Summary: The paper is about the migration of Wikidata (Wikimedia foundation project) to semantic web technologies (RDF, SPARQL). This paper shows the current status of Wikidata’s synthesis with semantic technologies, the performance of Wikidata SPARQL endpoint and the usage analysis.

Three things of particular interest raised by the article are:

a) The Wikidata knowledge graph encoding to RDF. The technique they used for conversion has a lot potential to be further improved e.g. they used separate triples for standard unit which I think are the duplication of the data.

b) Classification of queries into robotic and organic requests to analyze the query logs.

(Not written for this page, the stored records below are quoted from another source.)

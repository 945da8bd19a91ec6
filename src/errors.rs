/*!
 * Error types for the vttkit library.
 *
 * Cue-level failures, whole-file rejections and missing save targets are
 * kept as distinct variants so callers can react to each one separately,
 * using the thiserror crate for ergonomic error definitions.
 */

use thiserror::Error;

/// Errors that can occur while reading, building or writing captions
#[derive(Error, Debug)]
pub enum CaptionError {
    /// A single cue has an unparseable timestamp or structure
    #[error("Malformed caption: {0}")]
    MalformedCaption(String),

    /// The whole stream was rejected (bad header/signature or no usable cues)
    #[error("Malformed file: {0}")]
    MalformedFile(String),

    /// A save was attempted without any known target path
    #[error("No filename known: provide an output path to save captions")]
    MissingFilename,

    /// A non-text value was assigned to a text view
    #[error("Text must be a string, got {found}")]
    TextTypeMismatch {
        /// Kind of the rejected value
        found: String,
    },

    /// Error from the underlying reader or writer
    #[error("I/O error: {0}")]
    Io(#[from] std::io::Error),
}

impl CaptionError {
    /// Whether this error concerns a single cue
    pub fn is_malformed_caption(&self) -> bool {
        matches!(self, Self::MalformedCaption(_))
    }

    /// Whether this error rejects the whole stream
    pub fn is_malformed_file(&self) -> bool {
        matches!(self, Self::MalformedFile(_))
    }
}

/// Result alias used across the library surface
pub type Result<T> = std::result::Result<T, CaptionError>;
/*!
 * Caption document.
 *
 * [`WebVtt`] owns the ordered captions and styles produced by a parser (or
 * supplied by the caller) and renders them back to WebVTT on demand. The
 * rendered content is never cached: every call reflects the current state.
 */

use std::fmt;
use std::io::{Read, Write};
use std::ops::{Index, IndexMut};
use std::path::{Path, PathBuf};

use log::{debug, info};

use crate::caption::{Caption, Style};
use crate::errors::Result;
use crate::file_utils::FileManager;
use crate::parsers::{CaptionFormat, ParsedCaptions};
use crate::writer;

/// An in-memory caption document
#[derive(Debug, Clone, Default, PartialEq, Eq)]
pub struct WebVtt {
    /// Captions in display order; free to append, remove or edit
    pub captions: Vec<Caption>,

    /// Style blocks, emitted right after the header
    pub styles: Vec<Style>,

    file: Option<PathBuf>,
}

impl WebVtt {
    /// Create an empty document with no target file
    pub fn new() -> Self {
        Self::default()
    }

    /// Create a document from caller-supplied captions
    pub fn with_captions(captions: Vec<Caption>) -> Self {
        WebVtt {
            captions,
            ..Self::default()
        }
    }

    fn from_parsed(parsed: ParsedCaptions, file: Option<PathBuf>) -> Self {
        WebVtt {
            captions: parsed.captions,
            styles: parsed.styles,
            file,
        }
    }

    /// Parse in-memory content of the given format
    pub fn parse(content: &str, format: CaptionFormat) -> Result<Self> {
        Ok(Self::from_parsed(format.parse(content)?, None))
    }

    /// Read and parse a caption file; the file becomes the default save target
    pub fn from_file<P: AsRef<Path>>(path: P, format: CaptionFormat) -> Result<Self> {
        let path = path.as_ref();
        let content = FileManager::read_to_string(path)?;
        let parsed = format.parse(&content)?;
        debug!("Loaded {} captions from {}", parsed.captions.len(), path.display());
        Ok(Self::from_parsed(parsed, Some(path.to_path_buf())))
    }

    /// Read a WebVTT file
    pub fn read<P: AsRef<Path>>(path: P) -> Result<Self> {
        Self::from_file(path, CaptionFormat::WebVtt)
    }

    /// Read a SubRip file
    pub fn from_srt<P: AsRef<Path>>(path: P) -> Result<Self> {
        Self::from_file(path, CaptionFormat::Srt)
    }

    /// Read a YouTube SBV file
    pub fn from_sbv<P: AsRef<Path>>(path: P) -> Result<Self> {
        Self::from_file(path, CaptionFormat::Sbv)
    }

    /// Parse an already open stream of the given format
    pub fn from_reader<R: Read>(mut reader: R, format: CaptionFormat) -> Result<Self> {
        let mut content = String::new();
        reader.read_to_string(&mut content)?;
        Self::parse(&content, format)
    }

    /// Parse an already open WebVTT stream
    pub fn from_buffer<R: Read>(reader: R) -> Result<Self> {
        Self::from_reader(reader, CaptionFormat::WebVtt)
    }

    /// Canonical WebVTT text of the current captions and styles
    pub fn content(&self) -> String {
        writer::to_webvtt(&self.captions, &self.styles)
    }

    /// Write the canonical WebVTT text to an open stream
    pub fn write<W: Write>(&self, output: &mut W) -> Result<()> {
        writer::write_webvtt(output, &self.captions, &self.styles)
    }

    /// Save as WebVTT and return the path written.
    ///
    /// `target` may be a directory, a filename with or without extension, or
    /// `None` to reuse the file the document was read from. The written path
    /// becomes the new default target.
    pub fn save(&mut self, target: Option<&Path>) -> Result<PathBuf> {
        let path = FileManager::resolve_vtt_path(self.file.as_deref(), target)?;
        FileManager::write_to_file(&path, &self.content())?;
        info!("Saved {} captions to {}", self.captions.len(), path.display());
        self.file = Some(path.clone());
        Ok(path)
    }

    /// File the document was read from or last saved to
    pub fn file(&self) -> Option<&Path> {
        self.file.as_deref()
    }

    /// Override the default save target
    pub fn set_file<P: Into<PathBuf>>(&mut self, path: P) {
        self.file = Some(path.into());
    }

    /// Number of captions
    pub fn len(&self) -> usize {
        self.captions.len()
    }

    /// Whether the document holds no captions
    pub fn is_empty(&self) -> bool {
        self.captions.is_empty()
    }

    pub fn iter(&self) -> std::slice::Iter<'_, Caption> {
        self.captions.iter()
    }

    pub fn iter_mut(&mut self) -> std::slice::IterMut<'_, Caption> {
        self.captions.iter_mut()
    }
}

impl Index<usize> for WebVtt {
    type Output = Caption;

    fn index(&self, index: usize) -> &Caption {
        &self.captions[index]
    }
}

impl IndexMut<usize> for WebVtt {
    fn index_mut(&mut self, index: usize) -> &mut Caption {
        &mut self.captions[index]
    }
}

impl<'a> IntoIterator for &'a WebVtt {
    type Item = &'a Caption;
    type IntoIter = std::slice::Iter<'a, Caption>;

    fn into_iter(self) -> Self::IntoIter {
        self.captions.iter()
    }
}

impl fmt::Display for WebVtt {
    fn fmt(&self, f: &mut fmt::Formatter<'_>) -> fmt::Result {
        f.write_str(&self.content())
    }
}
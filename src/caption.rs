/*!
 * Caption and style entities.
 *
 * Both keep their text as an ordered list of lines. The joined `text` view is
 * computed from those lines on demand and assigning it splits back into lines,
 * so there is only ever one stored copy of the content.
 */

use std::fmt;

use serde::{Deserialize, Serialize};
use serde_json::Value;

use crate::errors::{CaptionError, Result};
use crate::timestamp::{self, Timestamp};

// @const: Start/end used when a caption is built without timing
const ZERO_TIMESTAMP: &str = "00:00:00.000";

/// Split a text block into display lines
fn split_lines(text: &str) -> Vec<String> {
    text.split('\n').map(str::to_string).collect()
}

/// Human readable kind of a JSON value, for type mismatch reports
fn value_kind(value: &Value) -> &'static str {
    match value {
        Value::Null => "null",
        Value::Bool(_) => "boolean",
        Value::Number(_) => "number",
        Value::String(_) => "string",
        Value::Array(_) => "array",
        Value::Object(_) => "object",
    }
}

/// Extract the text of a dynamically typed value, rejecting anything but a string
fn text_from_value(value: &Value) -> Result<&str> {
    value.as_str().ok_or_else(|| CaptionError::TextTypeMismatch {
        found: value_kind(value).to_string(),
    })
}

/// A single timed cue
#[derive(Debug, Clone, PartialEq, Eq, Serialize)]
pub struct Caption {
    /// Optional cue identifier, written on its own line before the timing line
    #[serde(skip_serializing_if = "Option::is_none")]
    pub identifier: Option<String>,

    start: String,

    end: String,

    /// Text lines in display order
    pub lines: Vec<String>,
}

impl Caption {
    /// Create a caption from raw start/end timecodes and its text lines
    pub fn new<S: Into<String>>(start: &str, end: &str, lines: Vec<S>) -> Result<Self> {
        Ok(Caption {
            identifier: None,
            start: timestamp::parse_timestamp(start)?,
            end: timestamp::parse_timestamp(end)?,
            lines: lines.into_iter().map(Into::into).collect(),
        })
    }

    /// Create a caption whose text is split on newlines
    pub fn with_text(start: &str, end: &str, text: &str) -> Result<Self> {
        Self::new(start, end, split_lines(text))
    }

    /// Builder-style identifier assignment
    pub fn with_identifier(mut self, identifier: impl Into<String>) -> Self {
        self.identifier = Some(identifier.into());
        self
    }

    /// Canonical start timecode
    pub fn start(&self) -> &str {
        &self.start
    }

    /// Canonical end timecode
    pub fn end(&self) -> &str {
        &self.end
    }

    /// Replace the start timecode; the caption is left untouched on error
    pub fn set_start(&mut self, start: &str) -> Result<()> {
        self.start = timestamp::parse_timestamp(start)?;
        Ok(())
    }

    /// Replace the end timecode; the caption is left untouched on error
    pub fn set_end(&mut self, end: &str) -> Result<()> {
        self.end = timestamp::parse_timestamp(end)?;
        Ok(())
    }

    /// Start time in whole seconds (floored)
    pub fn start_in_seconds(&self) -> u64 {
        Self::seconds_of(&self.start)
    }

    /// End time in whole seconds (floored)
    pub fn end_in_seconds(&self) -> u64 {
        Self::seconds_of(&self.end)
    }

    // Stored timecodes only ever come out of `parse_timestamp`
    fn seconds_of(canonical: &str) -> u64 {
        let parsed = canonical.parse::<Timestamp>();
        debug_assert!(parsed.is_ok(), "stored timecode {:?} is not canonical", canonical);
        parsed.map(|ts| ts.in_seconds()).unwrap_or_default()
    }

    /// Lines joined with `\n`
    pub fn text(&self) -> String {
        self.lines.join("\n")
    }

    /// Replace the lines by splitting `text` on `\n`
    pub fn set_text(&mut self, text: &str) {
        self.lines = split_lines(text);
    }

    /// Assign a dynamically typed value to the text view.
    ///
    /// Only strings are accepted; any other value fails with
    /// [`CaptionError::TextTypeMismatch`] and leaves the lines unchanged.
    pub fn set_text_value(&mut self, value: &Value) -> Result<()> {
        let text = text_from_value(value)?;
        self.set_text(text);
        Ok(())
    }

    /// The `<start> --> <end>` timing line
    pub fn timing_line(&self) -> String {
        format!("{} --> {}", self.start, self.end)
    }
}

impl Default for Caption {
    fn default() -> Self {
        Caption {
            identifier: None,
            start: ZERO_TIMESTAMP.to_string(),
            end: ZERO_TIMESTAMP.to_string(),
            lines: Vec::new(),
        }
    }
}

impl fmt::Display for Caption {
    fn fmt(&self, f: &mut fmt::Formatter<'_>) -> fmt::Result {
        // An empty identifier would leave a stray blank line inside the block
        if let Some(identifier) = self.identifier.as_deref().filter(|id| !id.is_empty()) {
            writeln!(f, "{}", identifier)?;
        }
        write!(f, "{}", self.timing_line())?;
        for line in &self.lines {
            write!(f, "\n{}", line)?;
        }
        Ok(())
    }
}

/// Serialized shape accepted when deserializing a caption
#[derive(Deserialize)]
struct CaptionRecord {
    #[serde(default)]
    identifier: Option<String>,
    #[serde(default = "default_timestamp")]
    start: String,
    #[serde(default = "default_timestamp")]
    end: String,
    #[serde(default)]
    text: Option<Value>,
    #[serde(default)]
    lines: Option<Vec<String>>,
}

fn default_timestamp() -> String {
    ZERO_TIMESTAMP.to_string()
}

impl TryFrom<CaptionRecord> for Caption {
    type Error = CaptionError;

    fn try_from(record: CaptionRecord) -> Result<Self> {
        let mut caption = Caption::new(&record.start, &record.end, record.lines.unwrap_or_default())?;
        caption.identifier = record.identifier;

        match record.text {
            None => {}
            Some(Value::Array(items)) => {
                let mut lines = Vec::with_capacity(items.len());
                for item in &items {
                    lines.push(text_from_value(item)?.to_string());
                }
                caption.lines = lines;
            }
            Some(value) => caption.set_text_value(&value)?,
        }

        Ok(caption)
    }
}

impl<'de> Deserialize<'de> for Caption {
    fn deserialize<D>(deserializer: D) -> std::result::Result<Self, D::Error>
    where
        D: serde::Deserializer<'de>,
    {
        let record = CaptionRecord::deserialize(deserializer)?;
        Caption::try_from(record).map_err(serde::de::Error::custom)
    }
}

/// A `STYLE` block, kept as opaque CSS text
#[derive(Debug, Clone, Default, PartialEq, Eq, Serialize, Deserialize)]
pub struct Style {
    /// Raw CSS lines
    pub lines: Vec<String>,
}

impl Style {
    /// Create a style from its lines
    pub fn new<S: Into<String>>(lines: Vec<S>) -> Self {
        Style {
            lines: lines.into_iter().map(Into::into).collect(),
        }
    }

    /// Create a style by splitting `text` on newlines
    pub fn from_text(text: &str) -> Self {
        Style {
            lines: split_lines(text),
        }
    }

    /// Lines joined with `\n`
    pub fn text(&self) -> String {
        self.lines.join("\n")
    }

    /// Replace the lines by splitting `text` on `\n`
    pub fn set_text(&mut self, text: &str) {
        self.lines = split_lines(text);
    }

    /// Same contract as [`Caption::set_text_value`]
    pub fn set_text_value(&mut self, value: &Value) -> Result<()> {
        let text = text_from_value(value)?;
        self.set_text(text);
        Ok(())
    }
}
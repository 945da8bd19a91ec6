// Module-specific lints configuration
#![allow(clippy::uninlined_format_args)]

use anyhow::{anyhow, Context, Result};
use clap::{CommandFactory, Parser, Subcommand, ValueEnum};
use clap_complete::{generate, Shell};
use log::{debug, error, info, warn, Level, LevelFilter, Log, Metadata, Record, SetLoggerError};
use std::io::Write;
use std::path::{Path, PathBuf};

use vttkit::app_config::{Config, LogLevel};
use vttkit::file_utils::FileManager;
use vttkit::{CaptionFormat, WebVtt};

/// CLI Wrapper for CaptionFormat to implement ValueEnum
#[derive(Debug, Clone, Copy, ValueEnum)]
enum CliCaptionFormat {
    Vtt,
    Srt,
    Sbv,
}

impl From<CliCaptionFormat> for CaptionFormat {
    fn from(cli_format: CliCaptionFormat) -> Self {
        match cli_format {
            CliCaptionFormat::Vtt => CaptionFormat::WebVtt,
            CliCaptionFormat::Srt => CaptionFormat::Srt,
            CliCaptionFormat::Sbv => CaptionFormat::Sbv,
        }
    }
}

/// CLI Wrapper for LogLevel to implement ValueEnum
#[derive(Debug, Clone, ValueEnum)]
enum CliLogLevel {
    Error,
    Warn,
    Info,
    Debug,
    Trace,
}

impl From<CliLogLevel> for LogLevel {
    fn from(cli_level: CliLogLevel) -> Self {
        match cli_level {
            CliLogLevel::Error => LogLevel::Error,
            CliLogLevel::Warn => LogLevel::Warn,
            CliLogLevel::Info => LogLevel::Info,
            CliLogLevel::Debug => LogLevel::Debug,
            CliLogLevel::Trace => LogLevel::Trace,
        }
    }
}

#[derive(Subcommand, Debug)]
enum Commands {
    /// Convert caption files to WebVTT
    Convert(ConvertArgs),

    /// Print the parsed captions of a file as JSON
    Inspect(InspectArgs),

    /// Generate shell completions for vttkit
    Completions {
        /// Shell to generate completions for
        #[arg(value_enum)]
        shell: Shell,
    },
}

#[derive(Parser, Debug)]
struct ConvertArgs {
    /// Input caption file or directory to process
    #[arg(value_name = "INPUT_PATH")]
    input_path: PathBuf,

    /// Output file or directory (defaults to the input location)
    #[arg(short, long)]
    output: Option<PathBuf>,

    /// Input format (detected from the extension when omitted)
    #[arg(long, value_enum)]
    format: Option<CliCaptionFormat>,

    /// Force overwrite of existing output files
    #[arg(short, long)]
    force_overwrite: bool,
}

#[derive(Parser, Debug)]
struct InspectArgs {
    /// Input caption file
    #[arg(value_name = "INPUT_PATH")]
    input_path: PathBuf,

    /// Input format (detected from the extension when omitted)
    #[arg(long, value_enum)]
    format: Option<CliCaptionFormat>,
}

/// vttkit - caption conversion to WebVTT
///
/// Reads WebVTT, SubRip and YouTube SBV caption files and writes canonical WebVTT.
#[derive(Parser, Debug)]
#[command(name = "vttkit")]
#[command(version)]
#[command(about = "Caption conversion to WebVTT")]
#[command(long_about = "vttkit reads WebVTT, SubRip (.srt) and YouTube (.sbv) captions and writes canonical WebVTT.

EXAMPLES:
    vttkit convert movie.srt                    # Writes movie.vtt next to the input
    vttkit convert movie.sbv -o out/            # Writes out/movie.vtt
    vttkit convert -f captions/                 # Converts a whole directory, overwriting
    vttkit inspect movie.vtt                    # Dumps captions as JSON
    vttkit completions bash > vttkit.bash       # Generate bash completions

CONFIGURATION:
    Settings are read from conf.json by default. You can specify a different
    config file with --config-path. Defaults are used when the file does not exist.")]
struct CommandLineOptions {
    #[command(subcommand)]
    command: Commands,

    /// Configuration file path
    #[arg(short, long, default_value = "conf.json", global = true)]
    config_path: String,

    /// Set logging level
    #[arg(short, long, value_enum, global = true)]
    log_level: Option<CliLogLevel>,
}

// @struct: Custom logger implementation
struct CustomLogger {
    level: LevelFilter,
}

impl CustomLogger {
    // @creates: New logger with specified level
    fn new(level: LevelFilter) -> Self {
        CustomLogger { level }
    }

    // @initializes: Global logger
    fn init(level: LevelFilter) -> Result<(), SetLoggerError> {
        let logger = Box::new(CustomLogger::new(LevelFilter::Trace));
        log::set_boxed_logger(logger)?;
        log::set_max_level(level);
        Ok(())
    }

    // @returns: ANSI color and tag for a level
    fn style_for_level(level: Level) -> (&'static str, &'static str) {
        match level {
            Level::Error => ("\x1B[1;31m", "ERROR"),
            Level::Warn => ("\x1B[1;33m", "WARN "),
            Level::Info => ("\x1B[1;32m", "INFO "),
            Level::Debug => ("\x1B[1;36m", "DEBUG"),
            Level::Trace => ("\x1B[1;35m", "TRACE"),
        }
    }
}

impl Log for CustomLogger {
    fn enabled(&self, metadata: &Metadata) -> bool {
        metadata.level() <= self.level
    }

    fn log(&self, record: &Record) {
        if self.enabled(record.metadata()) {
            let now = chrono::Local::now().format("%H:%M:%S.%3f");
            let (color, tag) = Self::style_for_level(record.level());

            let mut stderr = std::io::stderr();
            let _ = writeln!(stderr, "{}{} {} {}\x1B[0m", color, now, tag, record.args());
        }
    }

    fn flush(&self) {
        let _ = std::io::stderr().flush();
    }
}

fn main() -> Result<()> {
    // Initialize the logger once with info level by default
    // We'll update the level after loading the config if needed
    CustomLogger::init(LevelFilter::Info)?;

    let cli = CommandLineOptions::parse();

    if let Some(cmd_log_level) = &cli.log_level {
        let level: LogLevel = cmd_log_level.clone().into();
        log::set_max_level(level.to_level_filter());
    }

    let mut config = Config::load_or_default(&cli.config_path)?;
    if let Some(log_level) = &cli.log_level {
        config.log_level = log_level.clone().into();
    }
    config.validate().context("Configuration validation failed")?;
    log::set_max_level(config.log_level.to_level_filter());

    match cli.command {
        Commands::Completions { shell } => {
            let mut cmd = CommandLineOptions::command();
            generate(shell, &mut cmd, "vttkit", &mut std::io::stdout());
            Ok(())
        }
        Commands::Convert(args) => run_convert(args, &config),
        Commands::Inspect(args) => run_inspect(args, &config),
    }
}

/// Pick the input format: explicit flag, then config, then file extension
fn resolve_format(path: &Path, cli_format: Option<CliCaptionFormat>, config: &Config) -> Result<CaptionFormat> {
    cli_format
        .map(CaptionFormat::from)
        .or(config.conversion.input_format)
        .or_else(|| FileManager::detect_format(path))
        .ok_or_else(|| anyhow!("Cannot detect caption format of {:?}, use --format", path))
}

fn run_convert(args: ConvertArgs, config: &Config) -> Result<()> {
    let force_overwrite = args.force_overwrite || config.conversion.force_overwrite;
    let output = args
        .output
        .clone()
        .or_else(|| config.conversion.output_dir.as_ref().map(PathBuf::from));

    if args.input_path.is_file() {
        convert_file(&args.input_path, output.as_deref(), args.format, config, force_overwrite)?;
        return Ok(());
    }

    if !args.input_path.is_dir() {
        return Err(anyhow!("Input path does not exist: {:?}", args.input_path));
    }

    // A directory input always writes into a directory
    if let Some(dir) = &output {
        FileManager::ensure_dir(dir)
            .with_context(|| format!("Failed to create output directory: {:?}", dir))?;
    }

    info!("Converting caption files in: {:?}", args.input_path);
    let files = FileManager::find_caption_files(&args.input_path)?;

    let mut converted = 0;
    let mut failed = 0;
    for path in &files {
        match convert_file(path, output.as_deref(), args.format, config, force_overwrite) {
            Ok(true) => converted += 1,
            Ok(false) => {}
            Err(e) => {
                error!("Error converting {:?}: {:#}", path, e);
                failed += 1;
            }
        }
    }

    info!("Finished: {} converted, {} failed, {} found", converted, failed, files.len());
    Ok(())
}

/// Convert one file; returns whether an output file was written
fn convert_file(
    input: &Path,
    output: Option<&Path>,
    cli_format: Option<CliCaptionFormat>,
    config: &Config,
    force_overwrite: bool,
) -> Result<bool> {
    let format = resolve_format(input, cli_format, config)?;
    let target = FileManager::resolve_vtt_path(Some(input), output)?;

    if target.exists() && !force_overwrite {
        warn!("Output file already exists: {:?}. Use -f to force overwrite.", target);
        return Ok(false);
    }

    debug!("Reading {:?} as {}", input, format.display_name());
    let mut document = WebVtt::from_file(input, format)
        .with_context(|| format!("Failed to read captions from {:?}", input))?;

    let written = document
        .save(Some(&target))
        .with_context(|| format!("Failed to write {:?}", target))?;

    info!("Success: {:?}", written);
    Ok(true)
}

fn run_inspect(args: InspectArgs, config: &Config) -> Result<()> {
    let format = resolve_format(&args.input_path, args.format, config)?;
    let document = WebVtt::from_file(&args.input_path, format)
        .with_context(|| format!("Failed to read captions from {:?}", args.input_path))?;

    let report = serde_json::json!({
        "format": format,
        "captions": document.captions,
        "styles": document.styles,
    });

    println!("{}", serde_json::to_string_pretty(&report)?);
    Ok(())
}
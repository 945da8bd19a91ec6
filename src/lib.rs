/*!
 * # vttkit - caption interchange library
 *
 * Reads timed-text caption files and writes them back as WebVTT.
 *
 * ## Features
 *
 * - Parse WebVTT, SubRip (SRT) and YouTube SBV captions
 * - Normalize every timecode to the canonical `HH:MM:SS.mmm` form
 * - Keep cue identifiers and `STYLE` blocks from WebVTT sources
 * - Skip individual malformed cues instead of failing the whole file
 * - Write canonical WebVTT text to a string, a stream or a file
 *
 * ## Architecture
 *
 * The library is organized in these main modules:
 * - `timestamp`: Timecode parsing and normalization
 * - `caption`: `Caption` and `Style` entities
 * - `parsers`: One parser per input format:
 *   - `parsers::webvtt`: WebVTT documents
 *   - `parsers::srt`: SubRip files
 *   - `parsers::sbv`: YouTube SBV files
 * - `document`: The `WebVtt` document owning captions and styles
 * - `writer`: Canonical WebVTT serialization
 * - `file_utils`: File reading/writing and save path resolution
 * - `app_config`: Configuration of the command-line tool
 * - `errors`: Custom error types for the library
 *
 * ## Example
 *
 * ```no_run
 * use vttkit::{Caption, WebVtt};
 *
 * # fn main() -> vttkit::Result<()> {
 * let mut vtt = WebVtt::from_srt("movie.srt")?;
 * vtt.captions.push(Caption::with_text("01:00:00.000", "01:00:02.500", "The end")?);
 * vtt.save(None)?; // writes movie.vtt
 * # Ok(())
 * # }
 * ```
 *
 * ## License
 *
 * This project is licensed under the MIT License
 */

// Global lints configuration
// These lints will be allowed but not auto-fixed
#![allow(clippy::uninlined_format_args)]
#![allow(clippy::redundant_closure_for_method_calls)]

// Public modules
pub mod app_config;
pub mod caption;
pub mod document;
pub mod errors;
pub mod file_utils;
pub mod parsers;
pub mod timestamp;
pub mod writer;

// Re-export main types for easier usage
pub use app_config::Config;
pub use caption::{Caption, Style};
pub use document::WebVtt;
pub use errors::{CaptionError, Result};
pub use parsers::{CaptionFormat, CaptionParser, ParsedCaptions};
pub use timestamp::{parse_timestamp, to_seconds, Timestamp};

This classification is interesting because the studying of logs is a difficult task and, in most cases, analyzing the logs together creates bias.

c) The statements ranking and reference system which makes Wikidata statements more reliable. Through this information we can add provenance information and can backtrack the triples for trustworthiness.

We would love your opinion!

The paper also suggests that they have insufficient researchers to work on this area: Why do you think that there is less research interest in the Wikidata even though it is a huge knowledge base and has potential for great advancement?

Abstract - Wikidata is the collaboratively curated knowledge graph of the Wikimedia Foundation (WMF), and the core project of Wikimedia’s data management strategy. A major challenge for bringing Wikidata to its full potential was to provide reliable and powerful services for data sharing and query, and the WMF has chosen to rely on semantic technologies for this purpose. A live SPARQL endpoint, regular RDF dumps, and linked data APIs are now forming the backbone of many uses of Wikidata. We describe this influential use case and its underlying infrastructure, analyse current usage, and share our lessons learned and future plans.